Top of GIVEN RECORDS

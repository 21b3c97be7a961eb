//! Per-connection session.
//!
//! A `ClientSession` bridges one WebSocket to the registry. It is registered
//! as soon as it is opened, then runs two loops until the connection ends:
//!
//! - inbound: decode each frame and hand it to `RouteMessageUseCase`
//! - outbound: drain the session's queue onto the socket, in enqueue order
//!
//! Whichever loop stops first ends the session. Deregistration closes the
//! queue; the outbound loop then flushes what was already queued and closes
//! the socket. The outbound loop is the only place the socket is closed.

use std::fmt;

use axum::extract::ws::Message;
use futures_util::{Sink, SinkExt, Stream, StreamExt};
use tokio::sync::mpsc;

use crate::{
    domain::{Envelope, Identity, SessionId},
    infrastructure::dto::websocket::WireMessage,
    ui::state::AppState,
    usecase::{ConnectSessionUseCase, DisconnectSessionUseCase, RouteMessageUseCase},
};

/// Lifecycle of a session. Moves forward only.
#[derive(Debug, Clone, Copy, PartialEq, Eq, PartialOrd, Ord)]
pub enum SessionPhase {
    Created,
    Registered,
    Running,
    Deregistering,
    Closed,
}

/// Why the inbound loop stopped.
enum ReadEnd {
    RemoteClosed,
    StreamEnded,
    Transport(String),
    Decode(String),
}

impl fmt::Display for ReadEnd {
    fn fmt(&self, f: &mut fmt::Formatter<'_>) -> fmt::Result {
        match self {
            Self::RemoteClosed => write!(f, "closed by peer"),
            Self::StreamEnded => write!(f, "stream ended"),
            Self::Transport(e) => write!(f, "transport error: {e}"),
            Self::Decode(e) => write!(f, "decode error: {e}"),
        }
    }
}

/// Why the outbound loop stopped.
enum WriteEnd {
    Drained,
    Transport(String),
}

impl fmt::Display for WriteEnd {
    fn fmt(&self, f: &mut fmt::Formatter<'_>) -> fmt::Result {
        match self {
            Self::Drained => write!(f, "queue drained"),
            Self::Transport(e) => write!(f, "transport error: {e}"),
        }
    }
}

struct Lifecycle {
    session_id: SessionId,
    phase: SessionPhase,
}

impl Lifecycle {
    fn advance(&mut self, next: SessionPhase) {
        debug_assert!(next > self.phase, "session phase must move forward");
        tracing::debug!(
            session_id = %self.session_id,
            "Session phase {:?} -> {:?}",
            self.phase,
            next
        );
        self.phase = next;
    }
}

/// One live connection.
pub struct ClientSession {
    identity: Identity,
    outbound: mpsc::Receiver<Envelope>,
    route: RouteMessageUseCase,
    disconnect: DisconnectSessionUseCase,
    lifecycle: Lifecycle,
}

impl ClientSession {
    /// Register a new session for `identity`.
    ///
    /// From the moment this returns, `deliver` can reach the session.
    pub async fn open(state: &AppState, identity: Identity) -> Self {
        let connect = ConnectSessionUseCase::new(state.registry.clone(), state.outbound_capacity);
        let (session_id, outbound) = connect.execute(identity.clone()).await;

        let mut lifecycle = Lifecycle {
            session_id,
            phase: SessionPhase::Created,
        };
        lifecycle.advance(SessionPhase::Registered);
        tracing::info!(session_id = %session_id, identity = %identity, "Session opened");

        Self {
            identity,
            outbound,
            route: RouteMessageUseCase::new(state.registry.clone()),
            disconnect: DisconnectSessionUseCase::new(state.registry.clone()),
            lifecycle,
        }
    }

    pub fn phase(&self) -> SessionPhase {
        self.lifecycle.phase
    }

    /// Run both loops over the two halves of the transport until the
    /// connection ends, then deregister.
    pub async fn run<W, R, E>(self, sink: W, stream: R)
    where
        W: Sink<Message> + Send + 'static,
        W::Error: fmt::Display + Send,
        R: Stream<Item = Result<Message, E>> + Send,
        E: fmt::Display + Send,
    {
        let Self {
            identity,
            outbound,
            route,
            disconnect,
            mut lifecycle,
        } = self;
        let session_id = lifecycle.session_id;

        lifecycle.advance(SessionPhase::Running);
        let mut writer = tokio::spawn(write_loop(session_id, outbound, sink));

        let writer_finished = tokio::select! {
            end = read_loop(session_id, &identity, &route, stream) => {
                tracing::info!(session_id = %session_id, identity = %identity, "Inbound loop ended: {}", end);
                false
            }
            joined = &mut writer => {
                match joined {
                    Ok(end) => tracing::info!(session_id = %session_id, identity = %identity, "Outbound loop ended first: {}", end),
                    Err(e) => tracing::error!(session_id = %session_id, "Outbound task failed: {}", e),
                }
                true
            }
        };

        lifecycle.advance(SessionPhase::Deregistering);
        if disconnect.execute(session_id).await {
            tracing::debug!(
                "{} session(s) remain",
                disconnect.count_remaining_sessions().await
            );
        }

        // the queue is closed now; the writer flushes and closes the socket
        if !writer_finished {
            match writer.await {
                Ok(end) => tracing::debug!(session_id = %session_id, "Outbound loop ended: {}", end),
                Err(e) => tracing::error!(session_id = %session_id, "Outbound task failed: {}", e),
            }
        }

        lifecycle.advance(SessionPhase::Closed);
        tracing::info!(session_id = %session_id, identity = %identity, "Session closed");
    }
}

async fn read_loop<R, E>(
    session_id: SessionId,
    identity: &Identity,
    route: &RouteMessageUseCase,
    stream: R,
) -> ReadEnd
where
    R: Stream<Item = Result<Message, E>>,
    E: fmt::Display,
{
    tokio::pin!(stream);

    loop {
        let frame = match stream.next().await {
            Some(Ok(frame)) => frame,
            Some(Err(e)) => return ReadEnd::Transport(e.to_string()),
            None => return ReadEnd::StreamEnded,
        };

        let decoded = match &frame {
            Message::Text(text) => WireMessage::decode(text.as_str().as_bytes()),
            Message::Binary(bytes) => WireMessage::decode(bytes),
            Message::Close(_) => return ReadEnd::RemoteClosed,
            // answered by the protocol layer
            Message::Ping(_) | Message::Pong(_) => continue,
        };

        let wire = match decoded {
            Ok(wire) => wire,
            Err(e) => {
                tracing::warn!(identity = %identity, "Failed to decode frame: {}", e);
                return ReadEnd::Decode(e.to_string());
            }
        };

        tracing::debug!(identity = %identity, to = %wire.to, from = %wire.from, "Received message");
        let outcome = route.execute(session_id, identity, wire.into()).await;
        tracing::debug!(identity = %identity, "Routed: {:?}", outcome);
    }
}

async fn write_loop<W>(
    session_id: SessionId,
    mut outbound: mpsc::Receiver<Envelope>,
    sink: W,
) -> WriteEnd
where
    W: Sink<Message>,
    W::Error: fmt::Display,
{
    tokio::pin!(sink);
    let mut end = WriteEnd::Drained;

    while let Some(envelope) = outbound.recv().await {
        let text = match WireMessage::from(envelope).encode() {
            Ok(text) => text,
            Err(e) => {
                tracing::error!(session_id = %session_id, "Failed to encode envelope: {}", e);
                continue;
            }
        };

        if let Err(e) = sink.send(Message::Text(text.into())).await {
            tracing::warn!(session_id = %session_id, "Failed to write frame: {}", e);
            end = WriteEnd::Transport(e.to_string());
            break;
        }
    }

    if let Err(e) = sink.close().await {
        tracing::debug!(session_id = %session_id, "Failed to close socket: {}", e);
    }
    end
}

Bottom of GIVEN RECORDS

• **INSTRUCTIONS FOR THE TASK**
An exact copy of all the entries is what's needed; write it out.

• **RESULT**
repository 21b3c97be7a961eb
//! Per-connection session.
//!
//! A `ClientSession` bridges one WebSocket to the registry. It is registered
//! as soon as it is opened, then runs two loops until the connection ends:
//!
//! - inbound: decode each frame and hand it to `RouteMessageUseCase`
//! - outbound: drain the session's queue onto the socket, in enqueue order
//!
//! Whichever loop stops first ends the session. Deregistration closes the
//! queue; the outbound loop then flushes what was already queued and closes
//! the socket. The outbound loop is the only place the socket is closed.

use std::fmt;

use axum::extract::ws::Message;
use futures_util::{Sink, SinkExt, Stream, StreamExt};
use tokio::sync::mpsc;

use crate::{
    domain::{Envelope, Identity, SessionId},
    infrastructure::dto::websocket::WireMessage,
    ui::state::AppState,
    usecase::{ConnectSessionUseCase, DisconnectSessionUseCase, RouteMessageUseCase},
};

/// Lifecycle of a session. Moves forward only.
#[derive(Debug, Clone, Copy, PartialEq, Eq, PartialOrd, Ord)]
pub enum SessionPhase {
    Created,
    Registered,
    Running,
    Deregistering,
    Closed,
}

/// Why the inbound loop stopped.
enum ReadEnd {
    RemoteClosed,
    StreamEnded,
    Transport(String),
    Decode(String),
}

impl fmt::Display for ReadEnd {
    fn fmt(&self, f: &mut fmt::Formatter<'_>) -> fmt::Result {
        match self {
            Self::RemoteClosed => write!(f, "closed by peer"),
            Self::StreamEnded => write!(f, "stream ended"),
            Self::Transport(e) => write!(f, "transport error: {e}"),
            Self::Decode(e) => write!(f, "decode error: {e}"),
        }
    }
}

/// Why the outbound loop stopped.
enum WriteEnd {
    Drained,
    Transport(String),
}

impl fmt::Display for WriteEnd {
    fn fmt(&self, f: &mut fmt::Formatter<'_>) -> fmt::Result {
        match self {
            Self::Drained => write!(f, "queue drained"),
            Self::Transport(e) => write!(f, "transport error: {e}"),
        }
    }
}

struct Lifecycle {
    session_id: SessionId,
    phase: SessionPhase,
}

impl Lifecycle {
    fn advance(&mut self, next: SessionPhase) {
        debug_assert!(next > self.phase, "session phase must move forward");
        tracing::debug!(
            session_id = %self.session_id,
            "Session phase {:?} -> {:?}",
            self.phase,
            next
        );
        self.phase = next;
    }
}

/// One live connection.
pub struct ClientSession {
    identity: Identity,
    outbound: mpsc::Receiver<Envelope>,
    route: RouteMessageUseCase,
    disconnect: DisconnectSessionUseCase,
    lifecycle: Lifecycle,
}

impl ClientSession {
    /// Register a new session for `identity`.
    ///
    /// From the moment this returns, `deliver` can reach the session.
    pub async fn open(state: &AppState, identity: Identity) -> Self {
        let connect = ConnectSessionUseCase::new(state.registry.clone(), state.outbound_capacity);
        let (session_id, outbound) = connect.execute(identity.clone()).await;

        let mut lifecycle = Lifecycle {
            session_id,
            phase: SessionPhase::Created,
        };
        lifecycle.advance(SessionPhase::Registered);
        tracing::info!(session_id = %session_id, identity = %identity, "Session opened");

        Self {
            identity,
            outbound,
            route: RouteMessageUseCase::new(state.registry.clone()),
            disconnect: DisconnectSessionUseCase::new(state.registry.clone()),
            lifecycle,
        }
    }

    pub fn phase(&self) -> SessionPhase {
        self.lifecycle.phase
    }

    /// Run both loops over the two halves of the transport until the
    /// connection ends, then deregister.
    pub async fn run<W, R, E>(self, sink: W, stream: R)
    where
        W: Sink<Message> + Send + 'static,
        W::Error: fmt::Display + Send,
        R: Stream<Item = Result<Message, E>> + Send,
        E: fmt::Display + Send,
    {
        let Self {
            identity,
            outbound,
            route,
            disconnect,
            mut lifecycle,
        } = self;
        let session_id = lifecycle.session_id;

        lifecycle.advance(SessionPhase::Running);
        let mut writer = tokio::spawn(write_loop(session_id, outbound, sink));

        let writer_finished = tokio::select! {
            end = read_loop(session_id, &identity, &route, stream) => {
                tracing::info!(session_id = %session_id, identity = %identity, "Inbound loop ended: {}", end);
                false
            }
            joined = &mut writer => {
                match joined {
                    Ok(end) => tracing::info!(session_id = %session_id, identity = %identity, "Outbound loop ended first: {}", end),
                    Err(e) => tracing::error!(session_id = %session_id, "Outbound task failed: {}", e),
                }
                true
            }
        };

        lifecycle.advance(SessionPhase::Deregistering);
        if disconnect.execute(session_id).await {
            tracing::debug!(
                "{} session(s) remain",
                disconnect.count_remaining_sessions().await
            );
        }

        // the queue is closed now; the writer flushes and closes the socket
        if !writer_finished {
            match writer.await {
                Ok(end) => tracing::debug!(session_id = %session_id, "Outbound loop ended: {}", end),
                Err(e) => tracing::error!(session_id = %session_id, "Outbound task failed: {}", e),
            }
        }

        lifecycle.advance(SessionPhase::Closed);
        tracing::info!(session_id = %session_id, identity = %identity, "Session closed");
    }
}

async fn read_loop<R, E>(
    session_id: SessionId,
    identity: &Identity,
    route: &RouteMessageUseCase,
    stream: R,
) -> ReadEnd
where
    R: Stream<Item = Result<Message, E>>,
    E: fmt::Display,
{
    tokio::pin!(stream);

    loop {
        let frame = match stream.next().await {
            Some(Ok(frame)) => frame,
            Some(Err(e)) => return ReadEnd::Transport(e.to_string()),
            None => return ReadEnd::StreamEnded,
        };

        let decoded = match &frame {
            Message::Text(text) => WireMessage::decode(text.as_str().as_bytes()),
            Message::Binary(bytes) => WireMessage::decode(bytes),
            Message::Close(_) => return ReadEnd::RemoteClosed,
            // answered by the protocol layer
            Message::Ping(_) | Message::Pong(_) => continue,
        };

        let wire = match decoded {
            Ok(wire) => wire,
            Err(e) => {
                tracing::warn!(identity = %identity, "Failed to decode frame: {}", e);
                return ReadEnd::Decode(e.to_string());
            }
        };

        tracing::debug!(identity = %identity, to = %wire.to, from = %wire.from, "Received message");
        let outcome = route.execute(session_id, identity, wire.into()).await;
        tracing::debug!(identity = %identity, "Routed: {:?}", outcome);
    }
}

async fn write_loop<W>(
    session_id: SessionId,
    mut outbound: mpsc::Receiver<Envelope>,
    sink: W,
) -> WriteEnd
where
    W: Sink<Message>,
    W::Error: fmt::Display,
{
    tokio::pin!(sink);
    let mut end = WriteEnd::Drained;

    while let Some(envelope) = outbound.recv().await {
        let text = match WireMessage::from(envelope).encode() {
            Ok(text) => text,
            Err(e) => {
                tracing::error!(session_id = %session_id, "Failed to encode envelope: {}", e);
                continue;
            }
        };

        if let Err(e) = sink.send(Message::Text(text.into())).await {
            tracing::warn!(session_id = %session_id, "Failed to write frame: {}", e);
            end = WriteEnd::Transport(e.to_string());
            break;
        }
    }

    if let Err(e) = sink.close().await {
        tracing::debug!(session_id = %session_id, "Failed to close socket: {}", e);
    }
    end
}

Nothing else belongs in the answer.